Here is a mini case study on how to organise your physical library of books with the help of Story Turbo (v. 2.2), a virtual corkboard software. (There is also a slightly cheaper version called Story Lite without the image support.) My particular purpose for this exercise was to come up with a project plan for reviewing literature for my dissertation, for which I have only about 9 days available. I have of course analysed my literatures before, but now I need to pull everything together for one last time for writing up my literature review chapter.
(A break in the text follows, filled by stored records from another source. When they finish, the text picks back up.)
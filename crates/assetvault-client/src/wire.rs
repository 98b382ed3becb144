//! Legacy asset wire format
//!
//! Fixed-offset layout used by the proprietary asset protocol:
//! ```text
//! +----------+------+-------+------+---------+-----+------+-----+------+---------+------+
//! | ID (hex) | Type | Local | Temp | Created | NL  | Name | DL  | Desc | DataLen | Data |
//! | 32B      | 1B   | 1B    | 1B   | 4B BE   | 1B  | NL B | 1B  | DL B | 4B BE   | var  |
//! +----------+------+-------+------+---------+-----+------+-----+------+---------+------+
//! ```
//!
//! Everything up to `Created` is mandatory. Older servers wrote truncated
//! records, so the variable tail is decoded leniently: a missing name or
//! description decodes as empty, missing data as empty, and the data length
//! is clamped to what is left in the buffer.

use assetvault_common::{Asset, AssetId, AssetType, Error, Result};
use bytes::{Buf, BufMut, Bytes, BytesMut};
use chrono::{TimeZone, Utc};

/// Bytes of the mandatory header
pub const HEADER_SIZE: usize = 39;

/// Longest encodable name or description, in UTF-8 bytes
pub const MAX_TEXT_LEN: usize = u8::MAX as usize;

const ID_HEX_LEN: usize = 32;

/// Encode an asset into the wire layout
pub fn encode(asset: &Asset) -> Result<Bytes> {
    let name = asset.name.as_bytes();
    let description = asset.description.as_bytes();
    check_text("name", name)?;
    check_text("description", description)?;

    let created = u32::try_from(asset.create_time.timestamp()).map_err(|_| {
        Error::invalid_argument(format!(
            "creation time {} does not fit the wire format",
            asset.create_time
        ))
    })?;
    let data_len = u32::try_from(asset.data.len())
        .map_err(|_| Error::invalid_argument("asset data exceeds 4 GiB"))?;

    let mut buf = BytesMut::with_capacity(
        HEADER_SIZE + 2 + name.len() + description.len() + 4 + asset.data.len(),
    );
    buf.put_slice(asset.id.to_simple_hex().as_bytes());
    buf.put_i8(asset.asset_type.value());
    buf.put_u8(u8::from(asset.local));
    buf.put_u8(u8::from(asset.temporary));
    buf.put_u32(created);
    buf.put_u8(name.len() as u8);
    buf.put_slice(name);
    buf.put_u8(description.len() as u8);
    buf.put_slice(description);
    buf.put_u32(data_len);
    buf.put_slice(&asset.data);

    Ok(buf.freeze())
}

fn check_text(field: &str, bytes: &[u8]) -> Result<()> {
    if bytes.len() > MAX_TEXT_LEN {
        return Err(Error::invalid_argument(format!(
            "{field} is {} bytes, the wire format allows {MAX_TEXT_LEN}",
            bytes.len()
        )));
    }
    Ok(())
}

/// Decode an asset from the wire layout
pub fn decode(data: &[u8]) -> Result<Asset> {
    if data.len() < HEADER_SIZE {
        return Err(Error::invalid_format(format!(
            "wire record is {} bytes, header needs {HEADER_SIZE}",
            data.len()
        )));
    }

    let mut buf = data;

    let id_hex = std::str::from_utf8(&buf[..ID_HEX_LEN])
        .map_err(|_| Error::invalid_format("wire record id is not ASCII"))?;
    let id = AssetId::from_simple_hex(id_hex)
        .map_err(|e| Error::invalid_format(format!("wire record id: {e}")))?;
    buf.advance(ID_HEX_LEN);

    let asset_type = AssetType::new(buf.get_i8());
    let local = buf.get_u8() != 0;
    let temporary = buf.get_u8() != 0;
    let created = buf.get_u32();
    let create_time = Utc
        .timestamp_opt(i64::from(created), 0)
        .single()
        .ok_or_else(|| Error::invalid_format("wire record creation time out of range"))?;

    let name = read_text(&mut buf);
    let description = name.as_ref().and_then(|_| read_text(&mut buf));
    let payload = description.as_ref().and_then(|_| read_data(&mut buf));

    Ok(Asset {
        id,
        asset_type,
        local,
        temporary,
        create_time,
        name: name.unwrap_or_default(),
        description: description.unwrap_or_default(),
        data: payload.unwrap_or_default(),
        storage_flags: 0,
    })
}

/// Length-prefixed text; `None` once the buffer runs out
fn read_text(buf: &mut &[u8]) -> Option<String> {
    if !buf.has_remaining() {
        return None;
    }
    let len = buf.get_u8() as usize;
    if buf.remaining() < len {
        buf.advance(buf.remaining());
        return None;
    }
    let text = String::from_utf8_lossy(&buf[..len]).into_owned();
    buf.advance(len);
    Some(text)
}

/// Length-prefixed payload, clamped to the bytes left
fn read_data(buf: &mut &[u8]) -> Option<Bytes> {
    if buf.remaining() < 4 {
        return None;
    }
    let len = (buf.get_u32() as usize).min(buf.remaining());
    let data = Bytes::copy_from_slice(&buf[..len]);
    buf.advance(len);
    Some(data)
}
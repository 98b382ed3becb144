//! Asset reader
//!
//! Resolves an id by consulting the local store, then the backend groups in
//! order. Concurrent reads of the same id share one remote fetch: the first
//! caller spawns it, later callers join it, and the fetch removes itself
//! from the flight table when it finishes.

use std::collections::HashMap;
use std::ops::BitOr;
use std::sync::Arc;
use std::sync::atomic::{AtomicU64, Ordering};

use assetvault_client::AssetServer;
use assetvault_common::{Asset, AssetId};
use assetvault_storage::DiskStore;
use futures::future::{BoxFuture, FutureExt, Shared};
use futures::stream::{FuturesUnordered, StreamExt};
use parking_lot::Mutex;
use tokio::task::JoinHandle;
use tracing::{debug, error, warn};

use crate::topology::BackendTopology;

/// How a read interacts with the local store
#[derive(Debug, Clone, Copy, PartialEq, Eq, Default)]
pub struct CacheRule(u8);

impl CacheRule {
    /// Read and populate the local store
    pub const NORMAL: Self = Self(0);
    /// Go upstream even if the local store has the asset
    pub const SKIP_READ: Self = Self(1);
    /// Do not copy a remote result into the local store
    pub const SKIP_WRITE: Self = Self(1 << 1);

    pub const fn bits(self) -> u8 {
        self.0
    }

    pub const fn contains(self, other: Self) -> bool {
        self.0 & other.0 == other.0
    }
}

impl BitOr for CacheRule {
    type Output = Self;

    fn bitor(self, rhs: Self) -> Self {
        Self(self.0 | rhs.0)
    }
}

/// Snapshot of reader counters
#[derive(Debug, Clone, Copy, Default, PartialEq, Eq)]
pub struct ReadStats {
    pub local_hits: u64,
    pub remote_hits: u64,
    pub misses: u64,
    /// Reads that joined a fetch started by another caller
    pub coalesced: u64,
}

#[derive(Default)]
struct Counters {
    local_hits: AtomicU64,
    remote_hits: AtomicU64,
    misses: AtomicU64,
    coalesced: AtomicU64,
}

type Flight = Shared<BoxFuture<'static, Option<Arc<Asset>>>>;

struct ReaderInner {
    store: Arc<DiskStore>,
    topology: Arc<BackendTopology>,
    flights: Mutex<HashMap<AssetId, Flight>>,
    counters: Counters,
}

/// Single-flight asset reader; cheap to clone
#[derive(Clone)]
pub struct AssetReader {
    inner: Arc<ReaderInner>,
}

impl AssetReader {
    pub fn new(store: Arc<DiskStore>, topology: Arc<BackendTopology>) -> Self {
        Self {
            inner: Arc::new(ReaderInner {
                store,
                topology,
                flights: Mutex::new(HashMap::new()),
                counters: Counters::default(),
            }),
        }
    }

    /// Resolve `id`; `None` when no tier has it
    pub async fn get(&self, id: AssetId, rule: CacheRule) -> Option<Arc<Asset>> {
        if id.is_nil() {
            return None;
        }

        let inner = &self.inner;
        let has_upstream = !inner.topology.is_empty();

        // Without an upstream the local store is the only source, whatever
        // the rule says.
        if !rule.contains(CacheRule::SKIP_READ) || !has_upstream {
            if let Some(asset) = inner.store.get(id) {
                inner.counters.local_hits.fetch_add(1, Ordering::Relaxed);
                debug!(%id, "local store hit");
                return Some(asset);
            }
        }

        if !has_upstream {
            inner.counters.misses.fetch_add(1, Ordering::Relaxed);
            debug!(%id, "asset not found and no upstream configured");
            return None;
        }

        let result = self.join_flight(id).await;
        match &result {
            Some(asset) => {
                inner.counters.remote_hits.fetch_add(1, Ordering::Relaxed);
                if !rule.contains(CacheRule::SKIP_WRITE)
                    && let Err(e) = inner.store.put(Arc::clone(asset))
                {
                    warn!(%id, error = %e, "failed to cache remote asset locally");
                }
            }
            None => {
                inner.counters.misses.fetch_add(1, Ordering::Relaxed);
                debug!(%id, "asset not found on any backend");
            }
        }
        result
    }

    /// Resolve `id` in the background and hand the result to `on_result`
    ///
    /// The callback runs on a runtime worker, not on the caller's task.
    pub fn get_async<F>(&self, id: AssetId, rule: CacheRule, on_result: F) -> JoinHandle<()>
    where
        F: FnOnce(Option<Arc<Asset>>) + Send + 'static,
    {
        let reader = self.clone();
        tokio::spawn(async move {
            let result = reader.get(id, rule).await;
            on_result(result);
        })
    }

    pub fn stats(&self) -> ReadStats {
        let counters = &self.inner.counters;
        ReadStats {
            local_hits: counters.local_hits.load(Ordering::Relaxed),
            remote_hits: counters.remote_hits.load(Ordering::Relaxed),
            misses: counters.misses.load(Ordering::Relaxed),
            coalesced: counters.coalesced.load(Ordering::Relaxed),
        }
    }

    /// Number of remote fetches currently running
    pub fn in_flight(&self) -> usize {
        self.inner.flights.lock().len()
    }

    pub fn store(&self) -> &Arc<DiskStore> {
        &self.inner.store
    }

    fn join_flight(&self, id: AssetId) -> Flight {
        let mut flights = self.inner.flights.lock();
        if let Some(flight) = flights.get(&id) {
            self.inner.counters.coalesced.fetch_add(1, Ordering::Relaxed);
            debug!(%id, "joining in-flight fetch");
            return flight.clone();
        }

        // The fetch runs as its own task so it completes even if every
        // waiter is dropped.
        let inner = Arc::clone(&self.inner);
        let task = tokio::spawn(async move {
            let _entry = FlightEntry {
                inner: Arc::clone(&inner),
                id,
            };
            inner.fetch_remote(id).await
        });

        let flight = async move {
            task.await.unwrap_or_else(|e| {
                error!(%id, error = %e, "asset fetch task failed");
                None
            })
        }
        .boxed()
        .shared();

        flights.insert(id, flight.clone());
        flight
    }
}

impl ReaderInner {
    async fn fetch_remote(&self, id: AssetId) -> Option<Arc<Asset>> {
        for (index, group) in self.topology.groups().iter().enumerate() {
            let found = match group.as_slice() {
                [backend] => backend.request(id).await,
                backends => race(backends, id).await,
            };
            if let Some(asset) = found {
                debug!(%id, group = index, "fetched asset from upstream");
                return Some(Arc::new(asset));
            }
            debug!(%id, group = index, "backend group does not have asset");
        }
        None
    }
}

/// First non-empty answer from any backend in the group
async fn race(backends: &[Arc<dyn AssetServer>], id: AssetId) -> Option<Asset> {
    let mut pending: FuturesUnordered<_> = backends
        .iter()
        .map(|backend| backend.request(id))
        .collect();

    while let Some(result) = pending.next().await {
        if result.is_some() {
            return result;
        }
    }
    None
}

/// Removes the flight when the fetch task ends, including on panic
struct FlightEntry {
    inner: Arc<ReaderInner>,
    id: AssetId,
}

impl Drop for FlightEntry {
    fn drop(&mut self) {
        self.inner.flights.lock().remove(&self.id);
    }
}
//! Remote backend contract
//!
//! The orchestrator only needs two operations from a backend: fetch an
//! asset by id and store an asset. How the bytes travel is the backend's
//! business.

use assetvault_common::{Asset, AssetId};
use async_trait::async_trait;

/// Failure reported by a remote backend on store
#[derive(Debug, Clone, PartialEq, Eq, thiserror::Error)]
pub enum BackendError {
    /// The remote already holds an asset with this id
    #[error("asset already exists on the remote")]
    AlreadyExists,

    /// The remote accepted the request but could not persist it
    #[error("remote write failed: {0}")]
    WriteFailed(String),

    /// The remote could not be reached or refused the credentials
    #[error("transport error: {0}")]
    Transport(String),

    /// Several causes bundled by one backend
    #[error("{} errors: {}", .0.len(), render(.0))]
    Multiple(Vec<BackendError>),
}

fn render(errors: &[BackendError]) -> String {
    errors
        .iter()
        .map(ToString::to_string)
        .collect::<Vec<_>>()
        .join("; ")
}

impl BackendError {
    /// True when every cause is "already exists"
    pub fn is_already_exists(&self) -> bool {
        match self {
            Self::AlreadyExists => true,
            Self::Multiple(errors) => {
                !errors.is_empty() && errors.iter().all(BackendError::is_already_exists)
            }
            _ => false,
        }
    }

    /// Unwrap a bundle by one layer; any other error is returned alone
    pub fn flatten_once(self) -> Vec<BackendError> {
        match self {
            Self::Multiple(errors) => errors,
            other => vec![other],
        }
    }
}

/// A remote asset server
#[async_trait]
pub trait AssetServer: Send + Sync {
    /// Backend name for logs and aggregate errors
    fn name(&self) -> &str;

    /// Fetch an asset; any handled failure is reported as `None`
    async fn request(&self, id: AssetId) -> Option<Asset>;

    /// Store an asset
    async fn store(&self, asset: &Asset) -> Result<(), BackendError>;
}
Just to be clear, here I’m only talking about organising and analysing an actual library of around 200 physical books which have taken up about five shelves in my bookcase. I need to scan them visually for relevant quotes that I may use in my dissertation. The organisational challenge is to identify exactly which books are the important ones and what literatures are exactly represented on my bookshelves.
(Obviously if I had been using ConnectedText to keep track of my hard copy book readings from the start, I wouldn’t have to be doing any of this. Fortunately my reading notes of electronic articles have been kept in better order in a WhizFolders database. But there is no doubt in my mind that I will be using ConnectedText for all my new reading notes for the foreseeable future.)
STEP 1: Organise your books on the top of a large desk (or on the floor) into thematic groups (distinct areas of literatures). In my case this has resulted in 7 overall groupings, within which there were up to four sub-groups. I organised these piles of books in “columns” and “rows”, imitating the format of a table or spreadsheet in a software.
STEP 2: Open Story Turbo (or Story Lite) on your desktop and represent each pile of books with an index card (I made mine look like yellow post-it notes on a grey background). There was a one-for-one correspondence between a pile of books and an index card, the overall effect being a series of columns and rows of yellow post-it notes on a virtual corkboard in the exact same order as my book piles. I ended up with twenty index cards in Story Turbo, organised into seven columns.
STEP 3: Analyse, organise and annotate your library. You may discover new relationships between the groupings (areas and sub-areas of literatures) and may want to re-organise both the virtual index cards and the corresponding physical piles of books to reflect the new order. You can add as much detail as you like to each index card. If a pile of books is too big and too diverse (e.g. 20 books with 5 sub-themes), then you could create additional index cards and break up the pile into five smaller piles. The goal here is to organise your library and also capture electronically both the overall structure of the library and the descriptions of its content.
STEP 4: One of the main reasons for using Story Turbo is to be able to export the outcome of this analysis in a number of ways. I have chosen an RTF export, as I wanted to manipulate this list further.
STEP 5: I copied the contents of the RTF export from Word and pasted it into Natara Bonsai. It wasn’t the cleanest of exports, in the sense that the order of the list didn’t perfectly reflect the order of index cards in the columns, but it was only one or two items that needed to be repositioned out of 20. Also, the RTF contained some horizontal lines and line breaks which needed to be deleted in Bonsai. However, doing this sort of list editing is a breeze in Bonsai. I reorganised my list into a hierarchical outline where the content was grouped thematically. After a bit more analysis I had realised that the seven larger groups could be consolidated into five groups.
STEP 6: In order to come up with my project plan to review these books, I allocated days according to the importance of each theme to the research question and the number of books available in each pile.
STEP 7: I added the allocated themes (representing piles of books that are still on my desk) as all-day appointments to my Google Calendar, to serve as a reminder, so I know how much time I have available for reviewing each pile. All I need to do know is start working through the piles of books each day, and slowly start clearing my desk as I put the processed books back on the shelf. (By “processing” I mean reviewing my handwritten comments and post-it notes in the books and recording the selected quotes and notes in my ConnectedText database – more on which later).